[YOUR ASSIGNMENT] Only the lines from the start of the material through the line containing "pub const PPM: f64 = 1_000_000.0;" are to be extracted, exactly as they appear.

[RECORD EXCERPTS]

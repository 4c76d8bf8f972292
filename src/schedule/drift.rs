//! Deep-sleep timer drift compensation.
//!
//! The deep-sleep timer runs on an imprecise RC clock: a 23h50m request
//! has been seen to wake about 15 minutes early. Drift is expressed in
//! ppm of timer speed (positive means the timer runs fast and wakes
//! early) and learned from completed sleep cycles, since it varies per
//! device and with temperature.

use std::time::Duration;
use tracing::{debug, info};

pub const PPM: f64 = 1_000_000.0;

#[derive(Clone, Debug, PartialEq)]
pub struct DriftCompensator {
    ppm: f64,
    max_ppm: f64,
    smoothing: f64,
    samples: u32,
}

impl DriftCompensator {
    pub fn new(initial_ppm: f64, max_ppm: f64, smoothing: f64) -> Self {
        let max_ppm = max_ppm.abs();
        Self {
            ppm: initial_ppm.clamp(-max_ppm, max_ppm),
            max_ppm,
            smoothing: smoothing.clamp(0.0, 1.0),
            samples: 0,
        }
    }

    pub fn ppm(&self) -> f64 {
        self.ppm
    }

    pub fn samples(&self) -> u32 {
        self.samples
    }

    /// Timer duration to request so that `wall` of real time passes.
    /// Falls back to `wall` when the correction is not representable.
    pub fn timer_for(&self, wall: Duration) -> Duration {
        Duration::try_from_secs_f64(wall.as_secs_f64() * (1.0 + self.ppm / PPM)).unwrap_or(wall)
    }

    /// Folds in one completed cycle: `requested` timer duration against the
    /// `actual` wall time that passed.
    pub fn record(&mut self, requested: Duration, actual: Duration) {
        if requested.is_zero() || actual.is_zero() {
            return;
        }
        let sample = (requested.as_secs_f64() / actual.as_secs_f64() - 1.0) * PPM;
        let updated = self.ppm + self.smoothing * (sample - self.ppm);
        self.ppm = updated.clamp(-self.max_ppm, self.max_ppm);
        self.samples += 1;

        debug!(
            "Deep sleep: requested {:?}, slept {:?}, sample {:.0} ppm",
            requested, actual, sample
        );
        info!(
            "Deep sleep drift estimate now {:.0} ppm after {} samples",
            self.ppm, self.samples
        );
    }
}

[RESPONSE BOX]
repository 4c76d8bf8f972292
filename src/schedule/drift.rs
//! Deep-sleep timer drift compensation.
//!
//! The deep-sleep timer runs on an imprecise RC clock: a 23h50m request
//! has been seen to wake about 15 minutes early. Drift is expressed in
//! ppm of timer speed (positive means the timer runs fast and wakes
//! early) and learned from completed sleep cycles, since it varies per
//! device and with temperature.

use std::time::Duration;
use tracing::{debug, info};

pub const PPM: f64 = 1_000_000.0;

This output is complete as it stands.